Letter of the Day | Tangible investment needed in agriculture
THE EDITOR, Madam:
As a rural youth, I have seen the Government pledge support and plans to develop agriculture in Jamaica. That support has come mostly in the form of free feed, chicks, and extra fertiliser. To truly develop agriculture, we need to stop this unsustainable, short-sighted and clichéd means of support. The sector needs an investment of technological processes and a data-driven recruitment process to interest young people to invest in farming. Young people may not be interested in agriculture. However, I am sure young persons are interested in money; if we were to have statistics representing projections and profits for agriculture, it would create some interest. Around 15 to 20 years ago, young people were not interested in the stock market. With the information available today, even teenagers are talking about it and learning about investing in stocks.

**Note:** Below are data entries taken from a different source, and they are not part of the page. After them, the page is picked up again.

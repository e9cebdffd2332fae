//! Registry of configurable fields.
//!
//! Every leaf of [`ResolvedConfig`](super::ResolvedConfig) has exactly one
//! [`Field`] entry. Its dotted path (`cluster.poll-interval`) is the name used
//! by the config file, the command-line flag, and (uppercased) the
//! environment variable.

use std::fmt;

/// Address of one configuration leaf: an optional section and a key.
#[derive(Debug, Clone, Copy, PartialEq, Eq, Hash)]
pub struct Field {
    pub section: Option<&'static str>,
    pub key: &'static str,
}

impl Field {
    const fn top(key: &'static str) -> Self {
        Self { section: None, key }
    }

    const fn nested(section: &'static str, key: &'static str) -> Self {
        Self {
            section: Some(section),
            key,
        }
    }

    /// Dotted path, e.g. `cluster.hosts`.
    pub fn path(&self) -> String {
        match self.section {
            Some(section) => format!("{}.{}", section, self.key),
            None => self.key.to_string(),
        }
    }

    /// Environment variable carrying this field, e.g.
    /// `INDEXD_CLUSTER.POLL_INTERVAL` for prefix `INDEXD_`.
    pub fn env_var(&self, prefix: &str) -> String {
        format!("{}{}", prefix, self.path().to_uppercase().replace('-', "_"))
    }

    /// Find the registered field for a section/key pair.
    pub fn lookup(section: Option<&str>, key: &str) -> Option<Field> {
        ALL.iter()
            .copied()
            .find(|f| f.section == section && f.key == key)
    }

    /// Whether any registered field lives in `section`.
    pub fn is_section(section: &str) -> bool {
        ALL.iter().any(|f| f.section == Some(section))
    }
}

impl fmt::Display for Field {
    fn fmt(&self, f: &mut fmt::Formatter<'_>) -> fmt::Result {
        match self.section {
            Some(section) => write!(f, "{}.{}", section, self.key),
            None => f.write_str(self.key),
        }
    }
}

pub const DATA_DIR: Field = Field::top("data-dir");
pub const BIND: Field = Field::top("bind");
pub const LOG_LEVEL: Field = Field::top("log-level");
pub const MAX_WRITES_PER_REQUEST: Field = Field::top("max-writes-per-request");

pub const CLUSTER_HOSTS: Field = Field::nested("cluster", "hosts");
pub const CLUSTER_REPLICAS: Field = Field::nested("cluster", "replicas");
pub const CLUSTER_POLL_INTERVAL: Field = Field::nested("cluster", "poll-interval");
pub const CLUSTER_LONG_QUERY_TIME: Field = Field::nested("cluster", "long-query-time");

pub const ANTI_ENTROPY_INTERVAL: Field = Field::nested("anti-entropy", "interval");

pub const PROFILE_CPU: Field = Field::nested("profile", "cpu");
pub const PROFILE_CPU_TIME: Field = Field::nested("profile", "cpu-time");

pub const PLUGINS_PATH: Field = Field::nested("plugins", "path");

/// Every registered field.
pub const ALL: &[Field] = &[
    DATA_DIR,
    BIND,
    LOG_LEVEL,
    MAX_WRITES_PER_REQUEST,
    CLUSTER_HOSTS,
    CLUSTER_REPLICAS,
    CLUSTER_POLL_INTERVAL,
    CLUSTER_LONG_QUERY_TIME,
    ANTI_ENTROPY_INTERVAL,
    PROFILE_CPU,
    PROFILE_CPU_TIME,
    PLUGINS_PATH,
];

#[cfg(test)]
mod tests {
    use super::*;

    #[test]
    fn env_var_names() {
        assert_eq!(
            CLUSTER_POLL_INTERVAL.env_var("INDEXD_"),
            "INDEXD_CLUSTER.POLL_INTERVAL"
        );
        assert_eq!(DATA_DIR.env_var("INDEXD_"), "INDEXD_DATA_DIR");
        assert_eq!(
            ANTI_ENTROPY_INTERVAL.env_var("INDEXD_"),
            "INDEXD_ANTI_ENTROPY.INTERVAL"
        );
    }

    #[test]
    fn lookup_matches_section_and_key() {
        assert_eq!(Field::lookup(Some("cluster"), "hosts"), Some(CLUSTER_HOSTS));
        assert_eq!(Field::lookup(None, "bind"), Some(BIND));
        assert_eq!(Field::lookup(None, "hosts"), None);
        assert_eq!(Field::lookup(Some("cluster"), "bind"), None);
    }

    #[test]
    fn paths_are_unique() {
        let mut paths: Vec<String> = ALL.iter().map(Field::path).collect();
        paths.sort();
        paths.dedup();
        assert_eq!(paths.len(), ALL.len());
    }

    #[test]
    fn display_matches_path() {
        assert_eq!(PROFILE_CPU_TIME.to_string(), "profile.cpu-time");
        assert!(Field::is_section("anti-entropy"));
        assert!(!Field::is_section("metrics"));
    }
}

We need to change how we see agriculture; it must be beyond the concept of the stereotypical ‘farmer Joe’ with his farm of a few acres. We are yet to see the roll-out of promoting smart irrigation systems to improve water usage. Crop sensors are another example; these inform potential farmers of how to maximise the fertiliser used. Implementation is a personal responsibility, but access to information and training should not be solely left to the individual, especially when this is a core sector in the recovery of Jamaica.
Data mining is the computing process of discovering patterns in large data sets involving methods at the intersection of artificial intelligence, machine learning statistics, and database systems. Precision agriculture’s main objective is to ensure profitability, efficiency, and sustainability using the big data gathered to guide both immediate and future decision-making.
More effort is needed to link skills with capital. Young persons have the capital to invest. Many young persons want to get into farming, but we are not going to buy land and embark on a journey we know nothing about. A means of intervention that benefits all parties is a pilot programme, where our most reliable farmers receive crowdfunded investment from our young persons. This enables farmers to have larger farms, producing food in large quantities, invest in technology, and hire agricultural experts.
It may be a complicated process, but it is used by big businesses when they sell shares publicly. I learned that from the stock market. I am not interested in stocks, but I am indeed interested in money.